Brain AT1 and AT2 receptors and nitric oxide in baroreflex regulation of renal sympathetic activity in unanaesthetised rats

This study investigated the role of brain AT1 and AT2 receptors and the nitric oxide (NO) system in modulating renal sympathetic nerve activity (RSNA) baroreflex in unanaesthetised rats. Baroreflex gain curves (BRC) were generated following intracerebroventricular (I.C.V.) infusion of saline, Ang II, or Ang II combined with either losartan, PD123319 (AT2 antagonist), or L-NAME (NO synthase inhibitor). An AT2 agonist (CGP42112) was also infused I.C.V. with L-NAME. RSNA baroreflex sensitivity increased by 60% ( P  = 0.004) following losartan compared to saline (-4.8 ± 1.9 vs. -3.0 ± 0.9), but not after CGP42112. I.C.V. Ang II increased maximum gain by ~ 70% ( P  = 0.003) compared to saline (-5.0 ± 1.6 vs. -3.0 ± 0.9).
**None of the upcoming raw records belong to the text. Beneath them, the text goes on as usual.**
// src/config/build.rs

//! Turn a validated [`ConfigFile`] into a [`Flow`].

use std::collections::BTreeMap;

use serde_json::Value;
use tracing::{debug, info};

use crate::config::model::{ConfigFile, FinishConfig, ProducerRef, TaskConfig};
use crate::config::validate::task_order;
use crate::dag::{Deps, JobSpec, Producer};
use crate::errors::{FlowError, Result};
use crate::flow::{canonicalize, CanonicalRules, DedupIndex, Finisher, Flow, FlowOptions, MergeRule};
use crate::types::{TaskId, WorkId};

/// Key under which a task's dependencies enter its fingerprint, so that two
/// requests are only merged when they also consume the same inputs.
const DEPS_KEY: &str = "@deps";

/// Build a flow from a validated config.
///
/// Works are created up front (in name order) and tasks registered in
/// dependency order. Task entries with a `dedup` list go through one
/// deduplication index per work; a duplicate entry becomes an alias of the
/// task already registered for it.
pub fn build_flow(cfg: &ConfigFile) -> Result<Flow> {
    let options = FlowOptions {
        eager_artifact_check: cfg.config.eager_artifact_check,
    };
    let mut flow = Flow::with_options(&cfg.config.workdir, options);

    let mut works: BTreeMap<&str, WorkId> = BTreeMap::new();
    for (name, work) in &cfg.work {
        let id = flow.new_work(name.clone(), finisher_from(&work.finish)?);
        works.insert(name.as_str(), id);
    }

    let mut tasks: BTreeMap<(String, String), TaskId> = BTreeMap::new();
    let mut indexes: BTreeMap<WorkId, DedupIndex<TaskId>> = BTreeMap::new();

    for (work_name, task_name) in task_order(&cfg.work)? {
        let work = works[work_name.as_str()];
        let task_cfg = &cfg.work[&work_name].task[&task_name];
        let deps = resolve_deps(task_cfg, &works, &tasks)?;
        let spec = job_spec(&task_name, task_cfg);

        let id = if task_cfg.dedup.is_empty() {
            flow.register_task(work, spec, deps)?
        } else {
            let fingerprint = fingerprint_of(task_cfg, &spec, &deps);
            let index = indexes.entry(work).or_default();
            let flow = &mut flow;
            index.get_or_register(fingerprint, || flow.register_task(work, spec, deps))?
        };

        debug!(task = %id, name = %format!("{work_name}.{task_name}"), "task from config");
        tasks.insert((work_name, task_name), id);
    }

    let merged: usize = indexes.values().map(DedupIndex::hits).sum();
    info!(
        works = flow.len_works(),
        tasks = flow.len_tasks(),
        merged,
        "flow built from config"
    );
    Ok(flow)
}

fn finisher_from(cfg: &FinishConfig) -> Result<Finisher> {
    Ok(match cfg {
        FinishConfig::Noop => Finisher::Noop,
        FinishConfig::Merge(rules) => Finisher::Merge(
            rules
                .iter()
                .map(|r| r.parse::<MergeRule>())
                .collect::<Result<Vec<_>>>()?,
        ),
        FinishConfig::Named(name) => Finisher::Named(name.clone()),
    })
}

fn job_spec(name: &str, cfg: &TaskConfig) -> JobSpec {
    let mut spec = JobSpec::new(cfg.kind, cfg.vars.clone()).named(name);
    if let Some(cmd) = &cfg.cmd {
        spec = spec.with_var("cmd", cmd.as_str());
    }
    if let Some(outputs) = &cfg.outputs {
        let list: Vec<Value> = outputs.iter().map(|o| Value::from(o.as_str())).collect();
        spec = spec.with_var("outputs", list);
    }
    spec
}

fn resolve_deps(
    cfg: &TaskConfig,
    works: &BTreeMap<&str, WorkId>,
    tasks: &BTreeMap<(String, String), TaskId>,
) -> Result<Deps> {
    let mut deps = Deps::new();
    for dep in &cfg.deps {
        let producer = match dep.producer_ref() {
            ProducerRef::Work(w) => works.get(w).copied().map(Producer::Work),
            ProducerRef::Task(w, t) => tasks
                .get(&(w.to_string(), t.to_string()))
                .copied()
                .map(Producer::Task),
        };
        let producer = producer.ok_or_else(|| {
            FlowError::config(format!("unresolved producer '{}'", dep.producer))
        })?;
        deps = deps.on_all(producer, dep.artifacts.iter().map(String::as_str));
    }
    Ok(deps)
}

fn fingerprint_of(cfg: &TaskConfig, spec: &JobSpec, deps: &Deps) -> crate::flow::Fingerprint {
    let mut rules = CanonicalRules::new(cfg.dedup.iter().cloned());
    for key in &cfg.reduced {
        rules = rules.reduced(key.clone());
    }
    rules.keys.insert(DEPS_KEY.to_string());

    let mut params = spec.vars.clone();
    let mut edges: Vec<String> = deps.edges().iter().map(|e| e.to_string()).collect();
    edges.sort();
    params.insert(DEPS_KEY.to_string(), Value::from(edges));

    canonicalize(spec.kind, &params, &rules)
}
// src/engine/runtime.rs

use std::fmt;

use tokio::sync::mpsc;
use tracing::{debug, info};

use crate::dag::ScheduledTask;
use crate::errors::Result;
use crate::exec::ExecutorBackend;
use crate::flow::Flow;

use super::core::CoreRuntime;
use super::{CoreCommand, CoreStep, RuntimeEvent};

/// Drives the flow in response to `RuntimeEvent`s, and delegates actual job
/// execution to an `ExecutorBackend`.
///
/// This is a pure IO shell around `CoreRuntime`, which contains all the
/// runtime semantics. This struct handles async IO: reading events from
/// channels, dispatching tasks to the executor and writing snapshots.
pub struct Runtime<E: ExecutorBackend> {
    core: CoreRuntime,
    event_rx: mpsc::Receiver<RuntimeEvent>,
    executor: E,
}

impl<E: ExecutorBackend> fmt::Debug for Runtime<E> {
    fn fmt(&self, f: &mut fmt::Formatter<'_>) -> fmt::Result {
        f.debug_struct("Runtime")
            .field("core", &self.core)
            .finish_non_exhaustive()
    }
}

impl<E: ExecutorBackend> Runtime<E> {
    pub fn new(core: CoreRuntime, event_rx: mpsc::Receiver<RuntimeEvent>, executor: E) -> Self {
        Self {
            core,
            event_rx,
            executor,
        }
    }

    /// Main event loop. Returns the flow in its final state.
    ///
    /// - Dispatches the initially runnable tasks.
    /// - Consumes `RuntimeEvent`s from `event_rx` and feeds them into the
    ///   core runtime.
    /// - Executes commands returned by the core (spawn tasks, persist, exit).
    pub async fn run(mut self) -> Result<Flow> {
        info!(
            works = self.core.flow().len_works(),
            tasks = self.core.flow().len_tasks(),
            "flowdag runtime started"
        );

        let step = self.core.start();
        let mut keep_running = self.apply(step).await?;

        while keep_running {
            let event = match self.event_rx.recv().await {
                Some(e) => e,
                None => {
                    info!("runtime event channel closed; exiting");
                    break;
                }
            };

            debug!(?event, "runtime received event");

            let step = self.core.step(event);
            keep_running = self.apply(step).await?;

            if !keep_running {
                info!("core requested exit; stopping runtime");
            }
        }

        info!("runtime exiting");
        Ok(self.core.into_flow())
    }

    async fn apply(&mut self, step: CoreStep) -> Result<bool> {
        for command in step.commands {
            self.execute_command(command).await?;
        }
        Ok(step.keep_running)
    }

    /// Execute a single command from the core.
    async fn execute_command(&mut self, command: CoreCommand) -> Result<()> {
        match command {
            CoreCommand::DispatchTasks(tasks) => {
                self.spawn_ready(tasks).await?;
            }
            CoreCommand::PersistSnapshot => {
                if let Some(path) = &self.core.options().state_file {
                    self.core.flow().save(path)?;
                }
            }
            CoreCommand::RequestExit => {
                // The core already returns keep_running=false alongside this.
                debug!("core issued RequestExit command");
            }
        }
        Ok(())
    }

    async fn spawn_ready(&mut self, tasks: Vec<ScheduledTask>) -> Result<()> {
        if tasks.is_empty() {
            return Ok(());
        }

        let labels: Vec<_> = tasks.iter().map(|t| t.label.as_str()).collect();
        debug!(?labels, "spawning ready tasks");

        self.executor.spawn_ready_tasks(tasks).await
    }
}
This effect was reversed when Ang II was co-infused with PD123319 (-3.7 ± 1.1), but not losartan. I.C.V. CGP42112 increased the overall response range of the baroreflex but lowered the minimum level it could reach compared to saline ( P  = 0.03 − 0.02). The baroreflex effects of I.C.V. CGP42112 ( P  = 0.013), but not Ang II, were abolished when co-infused with L-NAME. These findings demonstrate an important facilitatory role for AT2 in baroreflex regulation of RSNA in unanaesthetised rats at basal brain levels of Ang II, a mechanism that is dependent on a functional NO system. By contrast, AT1 exerts an inhibitory effect on the baroreflex that is independent of NO. These observations suggest that targeting central AT2 receptors may represent a potential therapeutic strategy for conditions such as neurogenic hypertension, where impaired baroreflex function is present.